:: DATASET EXCERPTS

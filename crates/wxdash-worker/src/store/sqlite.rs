//! SQLite-backed named caches that survive restarts.

use std::path::Path;

use async_trait::async_trait;
use parking_lot::Mutex;
use reqwest::header::{HeaderMap, HeaderName, HeaderValue};
use reqwest::StatusCode;
use rusqlite::{params, Connection, OptionalExtension};
use wxdash_core::{RusqliteErrorExt, StoreError};

use super::{CacheError, CacheResult, CacheStorage};
use crate::http::Response;

/// SQLite cache storage. One connection, serialized behind a mutex.
#[derive(Debug)]
pub struct SqliteCacheStorage {
    conn: Mutex<Connection>,
}

impl SqliteCacheStorage {
    /// Open (or create) the database at `path`.
    pub fn new<P: AsRef<Path>>(path: P) -> CacheResult<Self> {
        let conn = Connection::open(path).map_err(storage_error)?;
        Self::with_connection(conn)
    }

    /// Create an in-memory store (for testing).
    pub fn in_memory() -> CacheResult<Self> {
        let conn = Connection::open_in_memory().map_err(storage_error)?;
        Self::with_connection(conn)
    }

    fn with_connection(conn: Connection) -> CacheResult<Self> {
        let store = Self {
            conn: Mutex::new(conn),
        };
        store.init_schema()?;
        Ok(store)
    }

    /// Initialize the database schema.
    fn init_schema(&self) -> CacheResult<()> {
        self.conn
            .lock()
            .execute_batch(
                r#"
                CREATE TABLE IF NOT EXISTS caches (
                    name TEXT PRIMARY KEY,
                    created_at INTEGER NOT NULL
                );

                CREATE TABLE IF NOT EXISTS entries (
                    cache_name TEXT NOT NULL,
                    key TEXT NOT NULL,
                    status INTEGER NOT NULL,
                    headers_json TEXT NOT NULL,
                    body BLOB NOT NULL,
                    stored_at INTEGER NOT NULL,
                    PRIMARY KEY (cache_name, key)
                );
                "#,
            )
            .map_err(storage_error)
    }

    fn row_to_response(
        key: &str,
        status: i64,
        headers_json: &str,
        body: Vec<u8>,
    ) -> CacheResult<Response> {
        let corrupt = |reason: String| CacheError::Corrupt {
            key: key.to_string(),
            reason,
        };

        let status = u16::try_from(status)
            .ok()
            .and_then(|s| StatusCode::from_u16(s).ok())
            .ok_or_else(|| corrupt(format!("invalid status {}", status)))?;

        // Values are raw bytes; header values need not be UTF-8.
        let pairs: Vec<(String, Vec<u8>)> = serde_json::from_str(headers_json)
            .map_err(|e| corrupt(format!("invalid headers: {}", e)))?;

        let mut headers = HeaderMap::with_capacity(pairs.len());
        for (name, value) in pairs {
            let name = HeaderName::from_bytes(name.as_bytes())
                .map_err(|e| corrupt(format!("invalid header name {}: {}", name, e)))?;
            let value = HeaderValue::from_bytes(&value)
                .map_err(|e| corrupt(format!("invalid header value: {}", e)))?;
            headers.append(name, value);
        }

        Ok(Response::new(status, headers, body))
    }

    fn headers_to_json(headers: &HeaderMap) -> CacheResult<String> {
        let pairs: Vec<(&str, &[u8])> = headers
            .iter()
            .map(|(name, value)| (name.as_str(), value.as_bytes()))
            .collect();
        serde_json::to_string(&pairs).map_err(|e| CacheError::StorageFailure(e.to_string()))
    }

    fn ensure_cache(conn: &Connection, name: &str) -> rusqlite::Result<()> {
        conn.execute(
            "INSERT OR IGNORE INTO caches (name, created_at) VALUES (?1, ?2)",
            params![name, chrono::Utc::now().timestamp_millis()],
        )?;
        Ok(())
    }
}

fn storage_error(e: rusqlite::Error) -> CacheError {
    match e.into_store_error() {
        StoreError::Full(msg) => CacheError::QuotaExceeded(msg),
        other => CacheError::StorageFailure(other.to_string()),
    }
}

#[async_trait]
impl CacheStorage for SqliteCacheStorage {
    async fn open(&self, name: &str) -> CacheResult<()> {
        let conn = self.conn.lock();
        Self::ensure_cache(&conn, name).map_err(storage_error)
    }

    async fn get(&self, name: &str, key: &str) -> CacheResult<Option<Response>> {
        let row = {
            let conn = self.conn.lock();
            conn.query_row(
                "SELECT status, headers_json, body FROM entries WHERE cache_name = ?1 AND key = ?2",
                params![name, key],
                |row| {
                    Ok((
                        row.get::<_, i64>(0)?,
                        row.get::<_, String>(1)?,
                        row.get::<_, Vec<u8>>(2)?,
                    ))
                },
            )
            .optional()
            .map_err(storage_error)?
        };

        row.map(|(status, headers_json, body)| {
            Self::row_to_response(key, status, &headers_json, body)
        })
        .transpose()
    }

    async fn put(&self, name: &str, key: &str, response: Response) -> CacheResult<()> {
        let headers_json = Self::headers_to_json(response.headers())?;
        let status = i64::from(response.status().as_u16());

        let mut conn = self.conn.lock();
        let tx = conn.transaction().map_err(storage_error)?;
        Self::ensure_cache(&tx, name).map_err(storage_error)?;
        tx.execute(
            r#"
            INSERT OR REPLACE INTO entries
            (cache_name, key, status, headers_json, body, stored_at)
            VALUES (?1, ?2, ?3, ?4, ?5, ?6)
            "#,
            params![
                name,
                key,
                status,
                headers_json,
                response.body(),
                chrono::Utc::now().timestamp_millis(),
            ],
        )
        .map_err(storage_error)?;
        tx.commit().map_err(storage_error)
    }

    async fn delete(&self, name: &str, key: &str) -> CacheResult<bool> {
        let removed = self
            .conn
            .lock()
            .execute(
                "DELETE FROM entries WHERE cache_name = ?1 AND key = ?2",
                params![name, key],
            )
            .map_err(storage_error)?;
        Ok(removed > 0)
    }

    async fn keys(&self, name: &str) -> CacheResult<Vec<String>> {
        let conn = self.conn.lock();
        let mut stmt = conn
            .prepare("SELECT key FROM entries WHERE cache_name = ?1 ORDER BY key")
            .map_err(storage_error)?;
        let rows = stmt
            .query_map(params![name], |row| row.get::<_, String>(0))
            .map_err(storage_error)?;
        rows.collect::<Result<Vec<_>, _>>().map_err(storage_error)
    }

    async fn namespaces(&self) -> CacheResult<Vec<String>> {
        let conn = self.conn.lock();
        let mut stmt = conn
            .prepare("SELECT name FROM caches ORDER BY name")
            .map_err(storage_error)?;
        let rows = stmt
            .query_map([], |row| row.get::<_, String>(0))
            .map_err(storage_error)?;
        rows.collect::<Result<Vec<_>, _>>().map_err(storage_error)
    }

    async fn delete_namespace(&self, name: &str) -> CacheResult<bool> {
        let mut conn = self.conn.lock();
        let tx = conn.transaction().map_err(storage_error)?;
        tx.execute("DELETE FROM entries WHERE cache_name = ?1", params![name])
            .map_err(storage_error)?;
        let removed = tx
            .execute("DELETE FROM caches WHERE name = ?1", params![name])
            .map_err(storage_error)?;
        tx.commit().map_err(storage_error)?;
        Ok(removed > 0)
    }
}

#[cfg(test)]
mod tests {
    #![allow(clippy::unwrap_used, clippy::expect_used, clippy::panic)]
    use super::*;
    use reqwest::header::CONTENT_TYPE;

    fn json_response(body: &str) -> Response {
        let mut headers = HeaderMap::new();
        headers.insert(CONTENT_TYPE, HeaderValue::from_static("application/json"));
        headers.insert(
            HeaderName::from_static("x-cached-at"),
            HeaderValue::from(1_760_000_000_000_i64),
        );
        Response::new(StatusCode::OK, headers, body)
    }

    #[tokio::test]
    async fn test_put_and_get_preserves_response() {
        let store = SqliteCacheStorage::in_memory().unwrap();
        let original = json_response(r#"{"latitude":52.52}"#);

        store.put("weather", "https://a/1", original.clone()).await.unwrap();
        let stored = store.get("weather", "https://a/1").await.unwrap().unwrap();

        assert_eq!(stored, original);
    }

    #[tokio::test]
    async fn test_non_utf8_header_bytes_survive() {
        let store = SqliteCacheStorage::in_memory().unwrap();
        let original = Response::ok("x").with_header(
            HeaderName::from_static("x-name"),
            HeaderValue::from_bytes(&[97, 233, 98]).unwrap(),
        );

        store.put("static", "https://a/latin1", original.clone()).await.unwrap();
        let stored = store.get("static", "https://a/latin1").await.unwrap().unwrap();

        assert_eq!(stored.headers()["x-name"].as_bytes(), &[97, 233, 98]);
        assert_eq!(stored, original);
    }

    #[tokio::test]
    async fn test_get_missing_entry() {
        let store = SqliteCacheStorage::in_memory().unwrap();
        assert!(store.get("weather", "https://a/1").await.unwrap().is_none());
    }

    #[tokio::test]
    async fn test_overwrite_keeps_single_entry() {
        let store = SqliteCacheStorage::in_memory().unwrap();
        store.put("weather", "k", Response::ok("a")).await.unwrap();
        store.put("weather", "k", Response::ok("b")).await.unwrap();

        assert_eq!(store.keys("weather").await.unwrap(), vec!["k"]);
        assert_eq!(
            store.get("weather", "k").await.unwrap().unwrap().body(),
            b"b"
        );
    }

    #[tokio::test]
    async fn test_open_creates_empty_namespace() {
        let store = SqliteCacheStorage::in_memory().unwrap();
        store.open("weather-data-cache-v1").await.unwrap();
        store.open("weather-data-cache-v1").await.unwrap();

        assert_eq!(store.namespaces().await.unwrap(), vec!["weather-data-cache-v1"]);
        assert!(store.keys("weather-data-cache-v1").await.unwrap().is_empty());
    }

    #[tokio::test]
    async fn test_delete_entry_and_namespace() {
        let store = SqliteCacheStorage::in_memory().unwrap();
        store.put("old", "k1", Response::ok("1")).await.unwrap();
        store.put("old", "k2", Response::ok("2")).await.unwrap();
        store.put("keep", "k1", Response::ok("3")).await.unwrap();

        assert!(store.delete("old", "k1").await.unwrap());
        assert!(!store.delete("old", "k1").await.unwrap());

        assert!(store.delete_namespace("old").await.unwrap());
        assert_eq!(store.namespaces().await.unwrap(), vec!["keep"]);
        assert!(store.get("old", "k2").await.unwrap().is_none());
        assert!(store.get("keep", "k1").await.unwrap().is_some());
    }

    #[tokio::test]
    async fn test_corrupt_headers_reported() {
        let store = SqliteCacheStorage::in_memory().unwrap();
        store.put("c", "k", Response::ok("x")).await.unwrap();
        store
            .conn
            .lock()
            .execute("UPDATE entries SET headers_json = 'nope'", [])
            .unwrap();

        let err = store.get("c", "k").await.unwrap_err();
        assert!(matches!(err, CacheError::Corrupt { .. }));
    }

    #[tokio::test]
    async fn test_entries_survive_reopen() {
        let dir = tempfile::tempdir().unwrap();
        let path = dir.path().join("offline_cache.db");

        {
            let store = SqliteCacheStorage::new(&path).unwrap();
            store.put("static", "http://localhost/", Response::ok("<html>")).await.unwrap();
        }

        let store = SqliteCacheStorage::new(&path).unwrap();
        let stored = store.get("static", "http://localhost/").await.unwrap().unwrap();
        assert_eq!(stored.text(), "<html>");
    }
}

::::

_TASK OBJECTIVE_.
Copy the stretch of the records above that runs from the line with "stored_at INTEGER NOT" through the line with "let pairs: Vec<(String, Vec<u8>)>". Both end lines belong in the copy, and nothing else does.

_RESULT_.
                    stored_at INTEGER NOT NULL,
                    PRIMARY KEY (cache_name, key)
                );
                "#,
            )
            .map_err(storage_error)
    }

    fn row_to_response(
        key: &str,
        status: i64,
        headers_json: &str,
        body: Vec<u8>,
    ) -> CacheResult<Response> {
        let corrupt = |reason: String| CacheError::Corrupt {
            key: key.to_string(),
            reason,
        };

        let status = u16::try_from(status)
            .ok()
            .and_then(|s| StatusCode::from_u16(s).ok())
            .ok_or_else(|| corrupt(format!("invalid status {}", status)))?;

        // Values are raw bytes; header values need not be UTF-8.
        let pairs: Vec<(String, Vec<u8>)> = serde_json::from_str(headers_json)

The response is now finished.